The beginning of the Golden Age of UK Eurovision, when for a good 15 years, the island could proudly stand proudly side by side with the Norwegians and the Germans in terms of trash European pop. This group (and latterly Bucks Fizz) introduced a crap dance novelty that just about won the contest on its own.
And is if this wasn’t enough, the 1977 winners even attempted to become a Swedish Eurovision act. For “Angelo” see “Waterloo”I’m sad to say that the success didn’t last, when a long standing equal opportunity grievance split the group resulting in a “Sisterhood of Woman” being formed, who then proceeded to do it for themselves.

Boris Novkovic

Badly shaven Boris was thankfully been joined by three women who looked like those machines you get at the seaside that you drop coins down to try and dislodge more coins, as well as a bloke who likes to paint red lines on his body & drums. And whilst this does add something to the act, I'm not quite sure what it actually is. It was dull, it was wholly inconsequential, and so guess what, it flew into the final in 4th place. Proof if proof is needed that mediocrity really is the way forward for Europe.
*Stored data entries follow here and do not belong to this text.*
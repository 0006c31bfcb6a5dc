//! Release tag labels and their version ordering.

use crate::error::{CliError, Result};
use serde::{Deserialize, Serialize};
use std::cmp::Ordering;
use std::fmt;

/// Substrings that mark a tag as a pre-release
pub const PRERELEASE_MARKERS: &[&str] = &["-alpha", "-beta", "-pre", "-rc"];

/// Tag used when the repository has no tags yet
pub const INITIAL_TAG: &str = "v0.0.0";

/// Number of version components considered for ordering and suggestions
const COMPONENTS: usize = 3;

/// Whether a tag label looks like a pre-release
pub fn classify_prerelease(label: &str) -> bool {
    PRERELEASE_MARKERS.iter().any(|marker| label.contains(marker))
}

/// A version tag label such as `v1.5.3` or `v2.0.0-rc1`.
///
/// Labels are kept verbatim. Ordering compares the three leading numeric
/// components (missing components count as `0`), then ranks a pre-release
/// below the matching final release, then falls back to the label itself.
#[derive(Debug, Clone, PartialEq, Eq, Hash, Serialize, Deserialize)]
#[serde(transparent)]
pub struct ReleaseTag(String);

impl ReleaseTag {
    /// Validate and wrap a tag label
    pub fn parse(label: &str) -> Result<Self> {
        let label = label.trim();
        if label.is_empty() || label.chars().any(char::is_whitespace) {
            return Err(CliError::InvalidArguments {
                reason: format!("'{}' is not a valid tag name", label),
            }
            .into());
        }
        Ok(Self(label.to_string()))
    }

    /// The `v0.0.0` placeholder for untagged repositories
    pub fn initial() -> Self {
        Self(INITIAL_TAG.to_string())
    }

    /// Tag label
    pub fn as_str(&self) -> &str {
        &self.0
    }

    /// Whether this tag is a pre-release
    pub fn is_prerelease(&self) -> bool {
        classify_prerelease(&self.0)
    }

    /// Release title: the label without its leading `v`
    pub fn display_name(&self) -> &str {
        self.0.strip_prefix('v').unwrap_or(&self.0)
    }

    /// The first three dot-separated fields, right-padded with `0`
    pub(crate) fn fields(&self) -> [&str; COMPONENTS] {
        let mut fields = ["0"; COMPONENTS];
        for (slot, part) in fields
            .iter_mut()
            .zip(self.0.trim_start_matches('v').split('.'))
        {
            *slot = part;
        }
        fields
    }

    /// Strictly numeric components; `None` where a field is not a number
    pub fn numeric_parts(&self) -> [Option<u64>; COMPONENTS] {
        self.fields().map(|field| field.parse().ok())
    }

    /// `(major, minor, patch)` using each field's leading digits
    pub fn version(&self) -> (u64, u64, u64) {
        let [major, minor, patch] = self.fields().map(leading_number);
        (major, minor, patch)
    }
}

fn leading_number(field: &str) -> u64 {
    let digits: String = field.chars().take_while(char::is_ascii_digit).collect();
    digits.parse().unwrap_or(0)
}

impl Ord for ReleaseTag {
    fn cmp(&self, other: &Self) -> Ordering {
        self.version()
            .cmp(&other.version())
            .then_with(|| other.is_prerelease().cmp(&self.is_prerelease()))
            .then_with(|| self.0.cmp(&other.0))
    }
}

impl PartialOrd for ReleaseTag {
    fn partial_cmp(&self, other: &Self) -> Option<Ordering> {
        Some(self.cmp(other))
    }
}

impl fmt::Display for ReleaseTag {
    fn fmt(&self, f: &mut fmt::Formatter<'_>) -> fmt::Result {
        f.write_str(&self.0)
    }
}

/// Candidate next tags, patch bump first.
///
/// Each candidate increments one component and zeroes the less significant
/// ones. A zero patch is left off the rendered label (`v1.6`, not `v1.6.0`).
/// Non-numeric components, and components already at `u64::MAX`, produce
/// no candidate.
pub fn suggest_next(current: &ReleaseTag) -> Vec<ReleaseTag> {
    let fields = current.fields();
    let prefix = if current.as_str().starts_with('v') { "v" } else { "" };

    (0..COMPONENTS)
        .rev()
        .filter_map(|position| {
            let value: u64 = fields[position].parse().ok()?;
            let mut next: Vec<String> = fields.iter().map(|f| f.to_string()).collect();
            next[position] = value.checked_add(1)?.to_string();
            for field in next.iter_mut().skip(position + 1) {
                *field = "0".to_string();
            }
            if next[COMPONENTS - 1] == "0" {
                next.truncate(COMPONENTS - 1);
            }
            Some(ReleaseTag(format!("{}{}", prefix, next.join("."))))
        })
        .collect()
}
//! Operator-facing terminal output.
//!
//! Every line carries a colored marker so a long release log can be scanned
//! by eye. Errors go to stderr and ignore `--quiet`; everything else goes to
//! stdout.

use std::io::Write;
use termcolor::{Buffer, BufferWriter, Color, ColorChoice, ColorSpec, WriteColor};

/// ASCII BEL, rung to get the operator's attention on late failures
const BELL: &str = "\x07";

/// Kind of line, selecting its marker and color
#[derive(Debug, Clone, Copy, PartialEq, Eq)]
enum Marker {
    Success,
    Warning,
    Error,
    Progress,
    Verbose,
}

impl Marker {
    fn symbol(self) -> &'static str {
        match self {
            Marker::Success => "✓",
            Marker::Warning => "⚠",
            Marker::Error => "✗",
            Marker::Progress => "⋯",
            Marker::Verbose => "→",
        }
    }

    fn color(self) -> Color {
        match self {
            Marker::Success => Color::Green,
            Marker::Warning => Color::Yellow,
            Marker::Error => Color::Red,
            Marker::Progress => Color::Magenta,
            Marker::Verbose => Color::Blue,
        }
    }

    /// Warnings and errors color the whole line, not just the marker
    fn tints_message(self) -> bool {
        matches!(self, Marker::Warning | Marker::Error)
    }
}

/// Writes marked lines to the terminal, honouring `--verbose` and `--quiet`
#[derive(Debug)]
pub struct OutputManager {
    stdout: BufferWriter,
    verbose: bool,
    quiet: bool,
}

impl Clone for OutputManager {
    fn clone(&self) -> Self {
        Self::new(self.verbose, self.quiet)
    }
}

impl OutputManager {
    /// Create a new output manager
    pub fn new(verbose: bool, quiet: bool) -> Self {
        Self {
            stdout: BufferWriter::stdout(ColorChoice::Auto),
            verbose,
            quiet,
        }
    }

    /// A step finished
    pub fn success(&self, message: &str) -> std::io::Result<()> {
        self.marked(Marker::Success, message)
    }

    /// Something went wrong but the run continues
    pub fn warn(&self, message: &str) -> std::io::Result<()> {
        self.marked(Marker::Warning, message)
    }

    /// A step is starting
    pub fn progress(&self, message: &str) -> std::io::Result<()> {
        self.marked(Marker::Progress, message)
    }

    /// Detail shown only with `--verbose`
    pub fn verbose(&self, message: &str) -> std::io::Result<()> {
        if !self.verbose {
            return Ok(());
        }
        self.marked(Marker::Verbose, message)
    }

    /// Fatal problem, always shown on stderr
    pub fn error(&self, message: &str) {
        let stderr = BufferWriter::stderr(ColorChoice::Auto);
        let mut buffer = stderr.buffer();
        let printed = write_marked(&mut buffer, Marker::Error, message)
            .and_then(|()| stderr.print(&buffer));
        if printed.is_err() {
            let _ = writeln!(std::io::stderr(), "{} {}", Marker::Error.symbol(), message);
        }
    }

    /// Header for a stage with many lines of its own
    pub fn section(&self, title: &str) -> std::io::Result<()> {
        if self.quiet {
            return Ok(());
        }

        let mut buffer = self.stdout.buffer();
        writeln!(buffer)?;
        buffer.set_color(ColorSpec::new().set_fg(Some(Color::Cyan)).set_bold(true))?;
        writeln!(buffer, "═══ {} ═══", title)?;
        buffer.reset()?;
        self.stdout.print(&buffer)
    }

    /// Sub-item of the previous line
    pub fn indent(&self, message: &str) -> std::io::Result<()> {
        self.plain(&format!("    {}", message))
    }

    /// Unmarked line
    pub fn println(&self, message: &str) -> std::io::Result<()> {
        self.plain(message)
    }

    /// Ring the terminal bell on stderr, even when quiet
    pub fn bell(&self) {
        let mut stderr = std::io::stderr();
        let _ = write!(stderr, "{}", BELL);
        let _ = stderr.flush();
    }

    fn marked(&self, marker: Marker, message: &str) -> std::io::Result<()> {
        if self.quiet {
            return Ok(());
        }
        let mut buffer = self.stdout.buffer();
        write_marked(&mut buffer, marker, message)?;
        self.stdout.print(&buffer)
    }

    fn plain(&self, message: &str) -> std::io::Result<()> {
        if self.quiet {
            return Ok(());
        }
        let mut buffer = self.stdout.buffer();
        writeln!(buffer, "{}", message)?;
        self.stdout.print(&buffer)
    }
}

fn write_marked(buffer: &mut Buffer, marker: Marker, message: &str) -> std::io::Result<()> {
    buffer.set_color(ColorSpec::new().set_fg(Some(marker.color())).set_bold(true))?;
    write!(buffer, "{}", marker.symbol())?;
    buffer.reset()?;
    if marker.tints_message() {
        buffer.set_color(ColorSpec::new().set_fg(Some(marker.color())))?;
    }
    writeln!(buffer, " {}", message)?;
    buffer.reset()
}
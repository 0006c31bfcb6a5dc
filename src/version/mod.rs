//! Version tags: parsing, ordering, suggestions and operator selection.

mod planner;
mod tag;

pub use planner::{OTHER_CHOICE, TagPlanner, highest_tag};
pub use tag::{INITIAL_TAG, PRERELEASE_MARKERS, ReleaseTag, classify_prerelease, suggest_next};
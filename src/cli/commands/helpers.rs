//! Shared helper functions for command execution.

use crate::config::GitHubRepo;
use crate::error::{CliError, ConfigError, ReleaseError, Result};

/// Remote the GitHub repository is inferred from
pub(super) const GITHUB_REMOTE: &str = "origin";

/// Repository to publish to: the configured one, else the one behind the
/// `origin` remote
pub(super) fn resolve_github_repo(
    configured: Option<&GitHubRepo>,
    remote_url: Option<&str>,
) -> Result<GitHubRepo> {
    if let Some(repo) = configured {
        return Ok(repo.clone());
    }
    match remote_url {
        Some(url) => parse_github_url(url),
        None => Err(ConfigError::MissingRemote {
            remote: GITHUB_REMOTE,
        }
        .into()),
    }
}

/// Parse GitHub owner/repo from git remote URL
///
/// Supports Git URL formats:
/// - SSH SCP-like: git@github.com:owner/repo.git
/// - HTTPS: https://github.com/owner/repo.git
/// - SSH protocol: ssh://git@github.com/owner/repo.git
pub(super) fn parse_github_url(url: &str) -> Result<GitHubRepo> {
    let url = url.trim();

    // SSH SCP-like format: git@github.com:owner/repo.git
    if url.contains('@')
        && !url.contains("://")
        && let Some((_, path)) = url.split_once(':')
        && let Some(repo) = GitHubRepo::parse(path)
    {
        return Ok(repo);
    }

    // HTTPS/SSH protocol URLs
    if let Some(path_start) = url.find("github.com/") {
        let path = url[path_start + "github.com/".len()..].trim_end_matches('/');
        let mut parts = path.split('/');
        if let (Some(owner), Some(name)) = (parts.next(), parts.next())
            && let Some(repo) = GitHubRepo::parse(&format!("{}/{}", owner, name))
        {
            return Ok(repo);
        }
    }

    Err(ReleaseError::Cli(CliError::InvalidArguments {
        reason: format!(
            "Could not parse GitHub owner/repo from URL: '{}'. Set RELEASE_GITHUB_REPO=owner/repo",
            url
        ),
    }))
}
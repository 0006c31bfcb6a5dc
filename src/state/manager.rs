//! State persistence for release runs.
//!
//! State files are written atomically: the JSON goes to a temporary file that
//! is synced and then renamed over the previous state.

use crate::error::{Result, StateError};
use crate::state::ReleaseState;
use sha2::{Digest, Sha256};
use std::fs;
use std::path::{Path, PathBuf};
use tokio::io::AsyncWriteExt;

/// State manager for one state file
#[derive(Debug, Clone)]
pub struct StateManager {
    state_file_path: PathBuf,
}

/// Result of state loading operation
#[derive(Debug)]
pub struct LoadStateResult {
    /// Loaded release state
    pub state: ReleaseState,
    /// Problems noticed while loading
    pub warnings: Vec<String>,
}

impl StateManager {
    /// Manage the state file at `state_file_path`
    pub fn new<P: AsRef<Path>>(state_file_path: P) -> Self {
        Self {
            state_file_path: state_file_path.as_ref().to_path_buf(),
        }
    }

    /// State file for `repo_path` inside `state_dir`.
    ///
    /// The file name combines the repository directory name with a short hash
    /// of its full path, so two checkouts never share state.
    pub fn for_repository(state_dir: &Path, repo_path: &Path) -> Self {
        let canonical = repo_path
            .canonicalize()
            .unwrap_or_else(|_| repo_path.to_path_buf());
        let digest = hex::encode(Sha256::digest(canonical.to_string_lossy().as_bytes()));
        let stem = canonical
            .file_name()
            .map(|n| n.to_string_lossy().into_owned())
            .unwrap_or_else(|| "repository".to_string());

        Self::new(state_dir.join(format!("{}-{}.json", stem, &digest[..12])))
    }

    /// Path of the state file
    pub fn path(&self) -> &Path {
        &self.state_file_path
    }

    /// Check if state file exists
    pub fn state_exists(&self) -> bool {
        self.state_file_path.exists()
    }

    /// Save release state, bumping its save version
    pub async fn save_state(&self, state: &mut ReleaseState) -> Result<()> {
        state.validate()?;
        state.save_version += 1;

        let serialized =
            serde_json::to_string_pretty(state).map_err(|e| StateError::SaveFailed {
                reason: format!("Failed to serialize state: {}", e),
            })?;

        if let Some(parent) = self.state_file_path.parent() {
            tokio::fs::create_dir_all(parent)
                .await
                .map_err(|e| StateError::SaveFailed {
                    reason: format!("Failed to create {}: {}", parent.display(), e),
                })?;
        }

        let temp_file_path = self.state_file_path.with_extension("tmp");
        let failed = |what: &str, e: std::io::Error| StateError::SaveFailed {
            reason: format!("Failed to {} {}: {}", what, temp_file_path.display(), e),
        };

        let mut file = tokio::fs::File::create(&temp_file_path)
            .await
            .map_err(|e| failed("create", e))?;
        file.write_all(serialized.as_bytes())
            .await
            .map_err(|e| failed("write", e))?;
        file.sync_all().await.map_err(|e| failed("sync", e))?;
        drop(file);

        tokio::fs::rename(&temp_file_path, &self.state_file_path)
            .await
            .map_err(|e| StateError::SaveFailed {
                reason: format!("Failed to rename temp file: {}", e),
            })?;

        log::debug!(
            "saved {} (save {}, {} bytes)",
            self.state_file_path.display(),
            state.save_version,
            serialized.len()
        );
        Ok(())
    }

    /// Load release state from file
    pub async fn load_state(&self) -> Result<LoadStateResult> {
        let contents = tokio::fs::read_to_string(&self.state_file_path)
            .await
            .map_err(|e| StateError::LoadFailed {
                reason: format!(
                    "Failed to read file {}: {}",
                    self.state_file_path.display(),
                    e
                ),
            })?;

        let state: ReleaseState =
            serde_json::from_str(&contents).map_err(|e| StateError::Corrupted {
                reason: format!("Failed to deserialize state: {}", e),
            })?;
        state.validate()?;

        let mut warnings = Vec::new();
        if !state.errors.is_empty() {
            warnings.push(format!(
                "previous run stopped with: {}",
                state.errors.last().map(|e| e.message.as_str()).unwrap_or_default()
            ));
        }

        Ok(LoadStateResult { state, warnings })
    }

    /// Load release state when a state file exists
    pub async fn load_if_exists(&self) -> Result<Option<LoadStateResult>> {
        if !self.state_exists() {
            return Ok(None);
        }
        self.load_state().await.map(Some)
    }

    /// Delete the state file
    pub fn cleanup_state(&self) -> Result<()> {
        if self.state_file_path.exists() {
            fs::remove_file(&self.state_file_path).map_err(|e| StateError::SaveFailed {
                reason: format!("Failed to remove state file: {}", e),
            })?;
        }
        Ok(())
    }
}
pub fn six_platforms() -> Vec<Platform> {
    vec![
        Platform::new("darwin", "amd64", ""),
        Platform::new("freebsd", "amd64", ""),
        Platform::new("linux", "386", ""),
        Platform::new("linux", "amd64", ""),
        Platform::new("linux", "arm", "7"),
        Platform::new("windows", "amd64", ""),
    ]
}

pub fn settings(platforms: Vec<Platform>) -> PipelineSettings {
    PipelineSettings {
        product: "caddy".to_string(),
        platforms,
        build_concurrency: 2,
        upload_concurrency: 3,
        publish_delay: Duration::ZERO,
        plugins: Vec::new(),
    }
}

pub fn pipeline(
    git: FakeGit,
    backend: FakeBackend,
    host: FakeHost,
    notifier: FakeNotifier,
    settings: PipelineSettings,
) -> TestPipeline {
    ReleasePipeline::new(git, backend, host, notifier, settings, RuntimeConfig::quiet())
}

pub fn tag(label: &str) -> ReleaseTag {
    ReleaseTag::parse(label).unwrap()
}

pub fn asset_name(platform: &Platform, tag: &str) -> String {
    platform.artifact_name("caddy", tag)
}

/// Bumps `current` and folds it into `max`
fn enter(current: &AtomicUsize, max: &AtomicUsize) {
    let now = current.fetch_add(1, Ordering::SeqCst) + 1;
    max.fetch_max(now, Ordering::SeqCst);
}

fn random_pause(max_ms: u64) -> Duration {
    Duration::from_millis(rand::thread_rng().gen_range(0..=max_ms))
}

// ---------------------------------------------------------------------------
// git

#[derive(Debug, Default)]
pub struct FakeGit {
    pub tags: Vec<String>,
    pub changes: Vec<String>,
    pub fail_push: bool,
    calls: Mutex<Vec<String>>,
}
Renars Kaupers co-presented the ESC in 2003. He also performed "My Star" in 2000 with Brainstorm and came third..."it's troo". And Brainstorm appeared on a roof-top during the half-time interval in 2003. So all in all, he's a bit of a Eurovision old-timer.
Big in Latvia, and a superb example of a solid Eurovision experience.

Bucks Fizz

As progenitors of the on-stage strip show, they have much to answer for. Named over-optimistically after a fruity champagne drink, Bucks Fizz went onto to surprising UK success during the culturally bereft early 80's. They split up after ten years without a top 80 hit, and Cheryl Baker was last seen breaking her legs after jumping out of an aeroplane. How the mighty fall.